The steps to use EasyOCR for text recognition are as follows:

  1. Install the EasyOCR library: You can install the EasyOCR library using the pip command, for example pip install easyocr.

  2. Import EasyOCR library: Import EasyOCR library in Python code, for example import easyocr.

  3. Create OCR object: Create an OCR object, for example reader = easyocr.Reader(['en', 'zh']), specify the language to be recognized.

  4. Recognize text: Use the OCR object readtextmethod to recognize text in the image, for example result = reader.readtext('image.jpg').

  5. Process the recognition results: Process the recognition results as needed, such as extracting text content, location and confidence, etc.

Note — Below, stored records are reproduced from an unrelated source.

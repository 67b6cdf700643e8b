pub mod actor;
pub mod dispatch;
pub mod handler;

use axum::extract::ws::Message;
use dashmap::mapref::entry::Entry;
use dashmap::DashMap;
use std::sync::Arc;
use thiserror::Error;
use tokio::sync::mpsc;

/// Sender half of a connection's bounded outbound queue.
/// The connection's writer task owns the receiver and the WebSocket sink.
pub type ConnectionSender = mpsc::Sender<Message>;

#[derive(Debug, Error, PartialEq, Eq)]
pub enum DeliveryError {
    #[error("user {0} is not connected")]
    NotConnected(String),
    #[error("outbound queue for user {0} is full")]
    QueueFull(String),
    #[error("connection for user {0} is closed")]
    Closed(String),
}

/// Live connections, at most one per user id.
///
/// The map itself is never handed out. Callers attach, detach, send, or visit
/// a snapshot.
#[derive(Clone, Default)]
pub struct ConnectionRegistry {
    connections: Arc<DashMap<String, ConnectionSender>>,
}

impl ConnectionRegistry {
    pub fn new() -> Self {
        Self::default()
    }

    /// Register `sender` under `user_id`.
    /// Returns false, leaving the registry untouched, if the user already has
    /// a live connection. The first connection wins.
    pub fn attach(&self, user_id: &str, sender: ConnectionSender) -> bool {
        match self.connections.entry(user_id.to_string()) {
            Entry::Occupied(_) => false,
            Entry::Vacant(slot) => {
                slot.insert(sender);
                true
            }
        }
    }

    /// Remove the entry for `user_id` if there is one.
    pub fn detach(&self, user_id: &str) {
        self.connections.remove(user_id);
    }

    /// Queue `message` on the user's connection without waiting.
    pub fn send(&self, user_id: &str, message: Message) -> Result<(), DeliveryError> {
        // Clone the sender out so the shard lock is released before sending
        let sender = self
            .connections
            .get(user_id)
            .map(|entry| entry.value().clone())
            .ok_or_else(|| DeliveryError::NotConnected(user_id.to_string()))?;

        sender.try_send(message).map_err(|e| match e {
            mpsc::error::TrySendError::Full(_) => DeliveryError::QueueFull(user_id.to_string()),
            mpsc::error::TrySendError::Closed(_) => DeliveryError::Closed(user_id.to_string()),
        })
    }

    /// Visit every connection registered at the time of the call.
    /// Attaches and detaches that happen during the visit are not observed.
    pub fn for_each_connected(&self, mut visit: impl FnMut(&str, &ConnectionSender)) {
        for (user_id, sender) in self.snapshot() {
            visit(&user_id, &sender);
        }
    }

    fn snapshot(&self) -> Vec<(String, ConnectionSender)> {
        self.connections
            .iter()
            .map(|entry| (entry.key().clone(), entry.value().clone()))
            .collect()
    }

    pub fn is_connected(&self, user_id: &str) -> bool {
        self.connections.contains_key(user_id)
    }

    pub fn len(&self) -> usize {
        self.connections.len()
    }

    pub fn is_empty(&self) -> bool {
        self.connections.is_empty()
    }
}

The following is a simple example of using EasyOCR for text recognition:

import easyocr

# 创建OCR对象
reader = easyocr.Reader(['en', 'zh'])

# 识别文字
result = reader.readtext('image.jpg')

# 处理识别结果
for (text, bbox, confidence) in result:
    print(f'Text: {text}, Bbox: {bbox}, Confidence: {confidence}')

In this example, we first create an OCR object and specify the languages ​​to be recognized as English and Chinese. Then, we use readtextthe method of the OCR object to perform text recognition on the image file and return a list containing the recognition results. Finally, we loop through the recognition results and print the content, location, and confidence of each text.

5. Summary

This article introduces several commonly used OCR libraries in Python and provides corresponding code examples. These libraries can help us perform text recognition in interface automation work, thereby achieving more automated functions and tasks. Based on actual needs, you can choose an OCR library that suits you and combine it with other tools and technologies to complete more complex interface automation work.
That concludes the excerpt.